# WHAT THE TASK REQUIRES
Comb through the entries for "match" and pull out each line that holds it.

Saved entries
┄┄┄┄┄┄┄┄┄┄┄┄┄┄┄┄┄┄┄┄

//! Cluster replication
//!
//! Nodes are configured with a static peer list and exchange a binary
//! replication stream over TCP: publishes, retained changes, subscription
//! and session state. Each node keeps a replica of its peers' sessions so a
//! client reconnecting here resumes with its subscriptions.
//!
//! ```toml
//! [cluster]
//! enabled = true
//! node_id = "node-a"
//! listen_addr = "0.0.0.0:7947"
//! peers = ["node-b:7947", "node-c:7947"]
//! ```

mod link;
mod protocol;
mod replica;
mod replicator;

pub use link::ClusterLinks;
pub use protocol::{
    ClusterError, ClusterFramer, ClusterMessage, HelloHeader, MessageType, PublishHeader,
    RelayedProperties, RelayedPublish, SessionHeader, SubscriptionHeader, TakeoverHeader,
    CLUSTER_PROTOCOL_VERSION, DEFAULT_MAX_FRAME_SIZE,
};
pub use replica::{ReplicaSession, ReplicaTable};

pub use crate::config::ClusterConfig;
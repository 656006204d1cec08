//! Packet codec
//!
//! Encoding and decoding for both protocol generations plus the streaming
//! [`PacketFramer`] that splits a byte stream into frames.

mod decode;
mod encode;
mod framer;

#[cfg(test)]
mod tests;

pub use decode::decode_packet;
pub use encode::Encoder;
pub use framer::{FrameError, PacketFramer};

use bytes::{BufMut, BytesMut};

use crate::protocol::{DecodeError, EncodeError};

/// Largest value a variable byte integer can carry
pub const MAX_REMAINING_LENGTH: usize = 268_435_455;

/// Default maximum packet size accepted from clients
pub const DEFAULT_MAX_PACKET_SIZE: usize = 1024 * 1024;

/// Parse a variable byte integer at the start of `buf`.
///
/// `Ok(None)` means more bytes are needed; a fifth continuation byte is an
/// error regardless of how much data follows.
#[inline]
pub fn read_variable_int(buf: &[u8]) -> Result<Option<(u32, usize)>, DecodeError> {
    let mut value: u32 = 0;
    for (i, byte) in buf.iter().enumerate() {
        if i == 4 {
            return Err(DecodeError::InvalidVarint);
        }
        value |= ((byte & 0x7F) as u32) << (7 * i);
        if byte & 0x80 == 0 {
            return Ok(Some((value, i + 1)));
        }
    }
    if buf.len() >= 4 {
        return Err(DecodeError::InvalidVarint);
    }
    Ok(None)
}

#[inline]
pub fn write_variable_int(buf: &mut BytesMut, mut value: u32) -> Result<(), EncodeError> {
    if value as usize > MAX_REMAINING_LENGTH {
        return Err(EncodeError::PacketTooLarge);
    }
    loop {
        let byte = (value & 0x7F) as u8;
        value >>= 7;
        if value == 0 {
            buf.put_u8(byte);
            return Ok(());
        }
        buf.put_u8(byte | 0x80);
    }
}

#[inline]
pub fn variable_int_len(value: u32) -> usize {
    match value {
        0..=127 => 1,
        128..=16_383 => 2,
        16_384..=2_097_151 => 3,
        _ => 4,
    }
}

#[inline]
pub fn write_string(buf: &mut BytesMut, s: &str) -> Result<(), EncodeError> {
    write_binary(buf, s.as_bytes())
}

#[inline]
pub fn write_binary(buf: &mut BytesMut, data: &[u8]) -> Result<(), EncodeError> {
    let len = u16::try_from(data.len()).map_err(|_| EncodeError::FieldTooLong)?;
    buf.put_u16(len);
    buf.put_slice(data);
    Ok(())
}

/// Bounds-checked cursor over one frame body
#[derive(Debug, Clone)]
pub struct Reader<'a> {
    buf: &'a [u8],
    pos: usize,
}

impl<'a> Reader<'a> {
    pub fn new(buf: &'a [u8]) -> Self {
        Self { buf, pos: 0 }
    }

    #[inline]
    pub fn remaining(&self) -> usize {
        self.buf.len() - self.pos
    }

    #[inline]
    pub fn is_empty(&self) -> bool {
        self.remaining() == 0
    }

    pub fn bytes(&mut self, n: usize) -> Result<&'a [u8], DecodeError> {
        if self.remaining() < n {
            return Err(DecodeError::Truncated);
        }
        let out = &self.buf[self.pos..self.pos + n];
        self.pos += n;
        Ok(out)
    }

    /// Split off the next `n` bytes as an independent reader
    pub fn take(&mut self, n: usize) -> Result<Reader<'a>, DecodeError> {
        self.bytes(n).map(Reader::new)
    }

    /// Everything not yet consumed
    pub fn rest(&mut self) -> &'a [u8] {
        let out = &self.buf[self.pos..];
        self.pos = self.buf.len();
        out
    }

    pub fn u8(&mut self) -> Result<u8, DecodeError> {
        Ok(self.bytes(1)?[0])
    }

    pub fn u16(&mut self) -> Result<u16, DecodeError> {
        let b = self.bytes(2)?;
        Ok(u16::from_be_bytes([b[0], b[1]]))
    }

    pub fn u32(&mut self) -> Result<u32, DecodeError> {
        let b = self.bytes(4)?;
        Ok(u32::from_be_bytes([b[0], b[1], b[2], b[3]]))
    }

    pub fn varint(&mut self) -> Result<u32, DecodeError> {
        match read_variable_int(&self.buf[self.pos..])? {
            Some((value, used)) => {
                self.pos += used;
                Ok(value)
            }
            None => Err(DecodeError::Truncated),
        }
    }

    pub fn binary(&mut self) -> Result<&'a [u8], DecodeError> {
        let len = self.u16()? as usize;
        self.bytes(len)
    }

    /// UTF-8 string; U+0000 is forbidden on the wire
    pub fn string(&mut self) -> Result<&'a str, DecodeError> {
        let raw = self.binary()?;
        let s = std::str::from_utf8(raw).map_err(|_| DecodeError::InvalidUtf8)?;
        if s.contains('\0') {
            return Err(DecodeError::InvalidUtf8);
        }
        Ok(s)
    }
}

┄┄┄┄┄┄┄┄┄┄┄┄┄┄┄┄┄┄┄┄

# REPLY TO THE TASK
    match value {
        match read_variable_int(&self.buf[self.pos..])? {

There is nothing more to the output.